We introduce a nonlinear Schrödinger equation (NLSE) which combines the pseudo-stimulated-Raman-scattering (pseudo-SRS) term, i.e., a non-conservative cubic one with the first spatial derivative, and an external potential, which helps to stabilize solitons against the pseudo-SRS effect. Dynamics of solitons is addressed by means of analytical and numerical methods. The quasi-particle approximation (QPA) for the solitons demonstrates that the SRS-induced downshift of the soliton's wavenumber may be compensated by a potential force, producing a stable stationary soliton. Three physically relevant potentials are considered: a harmonic-oscillator (HO) trap, a spatially periodic cosinusoidal potential, and the HO trap subjected to periodic temporal modulation. Both equilibrium positions of trapped pulses (solitons) and their regimes of motion with trapped and free trajectories are accurately predicted by the QPA and corroborated by direct simulations of the underlying NLSE. In the case of the time-modulated HO trap, a parametric resonance is demonstrated, in the form of the motion of the driven soliton with an exponentially growing amplitudes of oscillations.

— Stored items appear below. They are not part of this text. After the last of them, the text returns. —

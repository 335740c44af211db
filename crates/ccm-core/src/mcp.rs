use crate::io;
use crate::parsed::Parsed;
use crate::scope::Scope;
use serde::Serialize;
use serde_json::{Map, Value};
use std::path::Path;

/// An MCP server definition. Nothing here ever connects to it.
#[derive(Debug, Clone, Serialize)]
#[serde(rename_all = "camelCase")]
pub struct McpServer {
    pub name: String,
    /// `stdio`, `http`, `sse`, or whatever explicit value the file declared.
    pub transport: String,
    pub command: Option<String>,
    pub args: Vec<String>,
    pub env: Map<String, Value>,
    pub url: Option<String>,
    pub headers: Map<String, Value>,
    pub enabled: bool,
    pub scope: Scope,
    pub source: String,
    pub file_path: String,
}

/// Work out the transport for a server entry.
///
/// An explicit `type` or `transport` wins. Otherwise a URL means `http`, a
/// command means `stdio`, and an `sse`/`eventSource` key means `sse`.
pub fn detect_transport(config: &Map<String, Value>) -> String {
    let explicit = ["type", "transport"]
        .iter()
        .filter_map(|k| config.get(*k).and_then(Value::as_str))
        .map(|s| s.trim().to_lowercase())
        .find(|s| !s.is_empty());
    if let Some(t) = explicit {
        return t;
    }
    let has = |k: &str| config.get(k).is_some_and(|v| !v.is_null());
    if has("url") || has("endpoint") {
        "http".to_string()
    } else if has("command") {
        "stdio".to_string()
    } else if has("sse") || has("eventSource") {
        "sse".to_string()
    } else {
        "stdio".to_string()
    }
}

fn server(name: &str, config: &Map<String, Value>, scope: Scope, source: &str, path: &Path) -> McpServer {
    let object = |k: &str| {
        config
            .get(k)
            .and_then(Value::as_object)
            .cloned()
            .unwrap_or_default()
    };
    McpServer {
        name: name.to_string(),
        transport: detect_transport(config),
        command: config.get("command").and_then(Value::as_str).map(str::to_string),
        args: config
            .get("args")
            .and_then(Value::as_array)
            .map(|a| {
                a.iter()
                    .map(|v| match v {
                        Value::String(s) => s.clone(),
                        other => other.to_string(),
                    })
                    .collect()
            })
            .unwrap_or_default(),
        env: object("env"),
        url: ["url", "endpoint"]
            .iter()
            .find_map(|k| config.get(*k).and_then(Value::as_str))
            .map(str::to_string),
        headers: object("headers"),
        enabled: config.get("enabled").and_then(Value::as_bool).unwrap_or(true),
        scope,
        source: source.to_string(),
        file_path: path.display().to_string(),
    }
}

fn parse_servers(
    servers: &Map<String, Value>,
    path: &Path,
    scope: Scope,
    source: &str,
    out: &mut Parsed<McpServer>,
) {
    for (name, config) in servers {
        match config.as_object() {
            Some(config) => out.items.push(server(name, config, scope, source, path)),
            None => out.skip(path, format!("mcpServers.{name} must be an object")),
        }
    }
}

fn read(path: &Path, out: &mut Parsed<McpServer>) -> Option<Map<String, Value>> {
    match io::read_json(path) {
        Ok(Some(Value::Object(root))) => Some(root),
        Ok(Some(_)) => {
            out.skip(path, "root must be a JSON object");
            None
        }
        Ok(None) => None,
        Err(e) => {
            out.skip(path, e);
            None
        }
    }
}

/// Servers from a project's `.mcp.json`.
///
/// The canonical layout is `{ "mcpServers": { ... } }`; a bare object of
/// server objects is accepted too.
pub fn load_mcp_json(path: &Path, scope: Scope, source: &str) -> Parsed<McpServer> {
    let mut out = Parsed::new();
    let Some(root) = read(path, &mut out) else {
        return out;
    };
    match root.get("mcpServers") {
        Some(Value::Object(servers)) => parse_servers(servers, path, scope, source, &mut out),
        Some(_) => out.skip(path, "mcpServers must be an object"),
        None if root.values().all(Value::is_object) => {
            parse_servers(&root, path, scope, source, &mut out)
        }
        None => {}
    }
    out
}

/// Servers from the `mcpServers` key of a settings file or `~/.claude.json`.
pub fn load_mcp_settings(path: &Path, scope: Scope, source: &str) -> Parsed<McpServer> {
    let mut out = Parsed::new();
    let Some(root) = read(path, &mut out) else {
        return out;
    };
    match root.get("mcpServers") {
        Some(Value::Object(servers)) => parse_servers(servers, path, scope, source, &mut out),
        None | Some(Value::Null) => {}
        Some(_) => out.skip(path, "mcpServers must be an object"),
    }
    out
}

/// Partition servers into `(enabled, disabled)`.
pub fn split_by_enabled(servers: &[McpServer]) -> (Vec<&McpServer>, Vec<&McpServer>) {
    servers.iter().partition(|s| s.enabled)
}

我们介绍了一个非线性伪薛定ding方程（NLSE），它结合了伪刺激拉曼散射（伪SRS）术语，即具有一阶空间导数和外部电势的非保守三次方，它有助于稳定孤子以抵抗伪SRS效应。孤子的动力学通过解析和数值方法解决。孤子的准粒子近似（QPA）证明，SRS引起的孤子波数下移可以通过势力来补偿，从而产生稳定的静止孤子。考虑了三个物理上相关的电势：一个谐波振荡器（HO）陷阱，一个空间周期性的余弦形电势以及经过周期性时间调制的HO陷阱。QPA准确地预测了被捕获的脉冲（孤子）的平衡位置及其具有被捕获和自由轨迹的运动方式，并通过对底层NLSE的直接模拟来证实。在采用时间调制的HO阱的情况下，以谐振孤子的运动形式显示了参数谐振，其中振荡幅度呈指数增长。